> _PROVIDED MATERIAL_
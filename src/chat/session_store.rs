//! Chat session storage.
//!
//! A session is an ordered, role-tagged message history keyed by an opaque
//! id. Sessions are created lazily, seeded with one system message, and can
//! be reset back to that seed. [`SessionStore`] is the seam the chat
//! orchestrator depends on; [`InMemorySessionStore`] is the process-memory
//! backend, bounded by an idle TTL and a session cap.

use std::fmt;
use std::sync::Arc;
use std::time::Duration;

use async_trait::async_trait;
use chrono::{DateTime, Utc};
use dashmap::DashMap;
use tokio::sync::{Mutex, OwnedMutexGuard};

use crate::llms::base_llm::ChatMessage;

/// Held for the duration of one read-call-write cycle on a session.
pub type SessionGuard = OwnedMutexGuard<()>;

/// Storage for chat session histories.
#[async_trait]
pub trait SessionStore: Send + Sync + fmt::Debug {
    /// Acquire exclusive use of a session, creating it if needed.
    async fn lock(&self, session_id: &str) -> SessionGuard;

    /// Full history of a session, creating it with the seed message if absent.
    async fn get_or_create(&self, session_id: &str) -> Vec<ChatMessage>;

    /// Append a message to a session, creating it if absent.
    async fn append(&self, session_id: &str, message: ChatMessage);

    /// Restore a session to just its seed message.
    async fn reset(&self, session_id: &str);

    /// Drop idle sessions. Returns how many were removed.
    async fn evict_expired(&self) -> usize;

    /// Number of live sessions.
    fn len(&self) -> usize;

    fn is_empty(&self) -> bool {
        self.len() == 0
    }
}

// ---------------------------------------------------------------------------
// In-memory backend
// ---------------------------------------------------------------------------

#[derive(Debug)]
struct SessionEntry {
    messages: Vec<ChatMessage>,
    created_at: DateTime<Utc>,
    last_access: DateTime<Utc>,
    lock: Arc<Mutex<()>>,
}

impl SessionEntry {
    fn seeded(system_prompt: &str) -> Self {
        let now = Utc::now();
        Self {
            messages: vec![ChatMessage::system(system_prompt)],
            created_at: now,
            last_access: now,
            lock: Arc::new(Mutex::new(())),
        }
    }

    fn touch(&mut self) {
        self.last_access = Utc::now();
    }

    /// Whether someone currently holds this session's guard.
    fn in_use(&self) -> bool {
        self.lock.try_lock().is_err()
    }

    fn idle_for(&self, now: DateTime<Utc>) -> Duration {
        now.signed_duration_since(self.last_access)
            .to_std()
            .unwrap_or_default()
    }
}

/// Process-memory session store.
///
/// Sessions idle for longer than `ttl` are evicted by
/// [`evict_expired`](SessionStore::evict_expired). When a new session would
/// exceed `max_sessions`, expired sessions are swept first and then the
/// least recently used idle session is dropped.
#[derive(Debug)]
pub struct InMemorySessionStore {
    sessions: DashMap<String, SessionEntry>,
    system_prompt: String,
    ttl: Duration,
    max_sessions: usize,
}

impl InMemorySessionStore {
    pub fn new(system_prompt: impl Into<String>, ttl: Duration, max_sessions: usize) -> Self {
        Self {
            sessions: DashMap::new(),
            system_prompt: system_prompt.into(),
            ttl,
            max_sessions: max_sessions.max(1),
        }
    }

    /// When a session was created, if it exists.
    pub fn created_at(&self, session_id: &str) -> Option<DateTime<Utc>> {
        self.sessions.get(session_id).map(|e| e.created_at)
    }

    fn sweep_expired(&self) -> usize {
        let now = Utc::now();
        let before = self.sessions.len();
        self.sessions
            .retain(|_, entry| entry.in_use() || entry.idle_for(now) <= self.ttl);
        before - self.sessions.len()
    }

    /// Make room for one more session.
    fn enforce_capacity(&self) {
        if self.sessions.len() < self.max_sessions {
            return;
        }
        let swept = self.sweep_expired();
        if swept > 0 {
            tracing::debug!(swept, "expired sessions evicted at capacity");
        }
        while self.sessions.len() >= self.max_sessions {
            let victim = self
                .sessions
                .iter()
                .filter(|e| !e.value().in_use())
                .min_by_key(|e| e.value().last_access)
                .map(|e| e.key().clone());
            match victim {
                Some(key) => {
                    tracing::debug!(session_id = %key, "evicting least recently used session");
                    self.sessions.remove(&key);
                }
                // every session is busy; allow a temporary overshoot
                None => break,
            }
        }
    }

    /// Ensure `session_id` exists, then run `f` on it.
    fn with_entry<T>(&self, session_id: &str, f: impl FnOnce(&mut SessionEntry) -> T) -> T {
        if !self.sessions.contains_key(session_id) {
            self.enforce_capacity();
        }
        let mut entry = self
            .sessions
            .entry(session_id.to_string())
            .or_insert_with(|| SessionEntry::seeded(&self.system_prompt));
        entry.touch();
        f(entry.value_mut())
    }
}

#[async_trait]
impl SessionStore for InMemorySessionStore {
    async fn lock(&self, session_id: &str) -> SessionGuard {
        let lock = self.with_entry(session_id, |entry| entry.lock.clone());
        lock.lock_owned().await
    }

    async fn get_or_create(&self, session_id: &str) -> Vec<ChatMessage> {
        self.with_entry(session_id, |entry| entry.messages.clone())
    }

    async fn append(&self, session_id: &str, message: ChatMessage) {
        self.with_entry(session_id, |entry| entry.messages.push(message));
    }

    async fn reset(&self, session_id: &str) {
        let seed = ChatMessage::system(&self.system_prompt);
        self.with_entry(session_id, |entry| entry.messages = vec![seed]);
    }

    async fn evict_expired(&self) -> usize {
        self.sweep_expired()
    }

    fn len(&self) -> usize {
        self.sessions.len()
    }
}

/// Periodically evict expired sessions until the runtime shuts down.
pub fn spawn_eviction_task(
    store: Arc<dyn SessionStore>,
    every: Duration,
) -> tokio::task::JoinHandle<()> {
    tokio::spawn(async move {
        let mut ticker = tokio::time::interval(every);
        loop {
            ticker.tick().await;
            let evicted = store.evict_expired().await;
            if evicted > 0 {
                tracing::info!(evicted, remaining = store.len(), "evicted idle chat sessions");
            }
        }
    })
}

> _WHAT YOU SHOULD DO_
Each line in the listing above is to be returned unchanged.

> _THE COMPLETED TASK_
filename src/chat/session_store.rs
//! Chat session storage.
//!
//! A session is an ordered, role-tagged message history keyed by an opaque
//! id. Sessions are created lazily, seeded with one system message, and can
//! be reset back to that seed. [`SessionStore`] is the seam the chat
//! orchestrator depends on; [`InMemorySessionStore`] is the process-memory
//! backend, bounded by an idle TTL and a session cap.

use std::fmt;
use std::sync::Arc;
use std::time::Duration;

use async_trait::async_trait;
use chrono::{DateTime, Utc};
use dashmap::DashMap;
use tokio::sync::{Mutex, OwnedMutexGuard};

use crate::llms::base_llm::ChatMessage;

/// Held for the duration of one read-call-write cycle on a session.
pub type SessionGuard = OwnedMutexGuard<()>;

/// Storage for chat session histories.
#[async_trait]
pub trait SessionStore: Send + Sync + fmt::Debug {
    /// Acquire exclusive use of a session, creating it if needed.
    async fn lock(&self, session_id: &str) -> SessionGuard;

    /// Full history of a session, creating it with the seed message if absent.
    async fn get_or_create(&self, session_id: &str) -> Vec<ChatMessage>;

    /// Append a message to a session, creating it if absent.
    async fn append(&self, session_id: &str, message: ChatMessage);

    /// Restore a session to just its seed message.
    async fn reset(&self, session_id: &str);

    /// Drop idle sessions. Returns how many were removed.
    async fn evict_expired(&self) -> usize;

    /// Number of live sessions.
    fn len(&self) -> usize;

    fn is_empty(&self) -> bool {
        self.len() == 0
    }
}

// ---------------------------------------------------------------------------
// In-memory backend
// ---------------------------------------------------------------------------

#[derive(Debug)]
struct SessionEntry {
    messages: Vec<ChatMessage>,
    created_at: DateTime<Utc>,
    last_access: DateTime<Utc>,
    lock: Arc<Mutex<()>>,
}

impl SessionEntry {
    fn seeded(system_prompt: &str) -> Self {
        let now = Utc::now();
        Self {
            messages: vec![ChatMessage::system(system_prompt)],
            created_at: now,
            last_access: now,
            lock: Arc::new(Mutex::new(())),
        }
    }

    fn touch(&mut self) {
        self.last_access = Utc::now();
    }

    /// Whether someone currently holds this session's guard.
    fn in_use(&self) -> bool {
        self.lock.try_lock().is_err()
    }

    fn idle_for(&self, now: DateTime<Utc>) -> Duration {
        now.signed_duration_since(self.last_access)
            .to_std()
            .unwrap_or_default()
    }
}

/// Process-memory session store.
///
/// Sessions idle for longer than `ttl` are evicted by
/// [`evict_expired`](SessionStore::evict_expired). When a new session would
/// exceed `max_sessions`, expired sessions are swept first and then the
/// least recently used idle session is dropped.
#[derive(Debug)]
pub struct InMemorySessionStore {
    sessions: DashMap<String, SessionEntry>,
    system_prompt: String,
    ttl: Duration,
    max_sessions: usize,
}

impl InMemorySessionStore {
    pub fn new(system_prompt: impl Into<String>, ttl: Duration, max_sessions: usize) -> Self {
        Self {
            sessions: DashMap::new(),
            system_prompt: system_prompt.into(),
            ttl,
            max_sessions: max_sessions.max(1),
        }
    }

    /// When a session was created, if it exists.
    pub fn created_at(&self, session_id: &str) -> Option<DateTime<Utc>> {
        self.sessions.get(session_id).map(|e| e.created_at)
    }

    fn sweep_expired(&self) -> usize {
        let now = Utc::now();
        let before = self.sessions.len();
        self.sessions
            .retain(|_, entry| entry.in_use() || entry.idle_for(now) <= self.ttl);
        before - self.sessions.len()
    }

    /// Make room for one more session.
    fn enforce_capacity(&self) {
        if self.sessions.len() < self.max_sessions {
            return;
        }
        let swept = self.sweep_expired();
        if swept > 0 {
            tracing::debug!(swept, "expired sessions evicted at capacity");
        }
        while self.sessions.len() >= self.max_sessions {
            let victim = self
                .sessions
                .iter()
                .filter(|e| !e.value().in_use())
                .min_by_key(|e| e.value().last_access)
                .map(|e| e.key().clone());
            match victim {
                Some(key) => {
                    tracing::debug!(session_id = %key, "evicting least recently used session");
                    self.sessions.remove(&key);
                }
                // every session is busy; allow a temporary overshoot
                None => break,
            }
        }
    }

    /// Ensure `session_id` exists, then run `f` on it.
    fn with_entry<T>(&self, session_id: &str, f: impl FnOnce(&mut SessionEntry) -> T) -> T {
        if !self.sessions.contains_key(session_id) {
            self.enforce_capacity();
        }
        let mut entry = self
            .sessions
            .entry(session_id.to_string())
            .or_insert_with(|| SessionEntry::seeded(&self.system_prompt));
        entry.touch();
        f(entry.value_mut())
    }
}

#[async_trait]
impl SessionStore for InMemorySessionStore {
    async fn lock(&self, session_id: &str) -> SessionGuard {
        let lock = self.with_entry(session_id, |entry| entry.lock.clone());
        lock.lock_owned().await
    }

    async fn get_or_create(&self, session_id: &str) -> Vec<ChatMessage> {
        self.with_entry(session_id, |entry| entry.messages.clone())
    }

    async fn append(&self, session_id: &str, message: ChatMessage) {
        self.with_entry(session_id, |entry| entry.messages.push(message));
    }

    async fn reset(&self, session_id: &str) {
        let seed = ChatMessage::system(&self.system_prompt);
        self.with_entry(session_id, |entry| entry.messages = vec![seed]);
    }

    async fn evict_expired(&self) -> usize {
        self.sweep_expired()
    }

    fn len(&self) -> usize {
        self.sessions.len()
    }
}

/// Periodically evict expired sessions until the runtime shuts down.
pub fn spawn_eviction_task(
    store: Arc<dyn SessionStore>,
    every: Duration,
) -> tokio::task::JoinHandle<()> {
    tokio::spawn(async move {
        let mut ticker = tokio::time::interval(every);
        loop {
            ticker.tick().await;
            let evicted = store.evict_expired().await;
            if evicted > 0 {
                tracing::info!(evicted, remaining = store.len(), "evicted idle chat sessions");
            }
        }
    })
}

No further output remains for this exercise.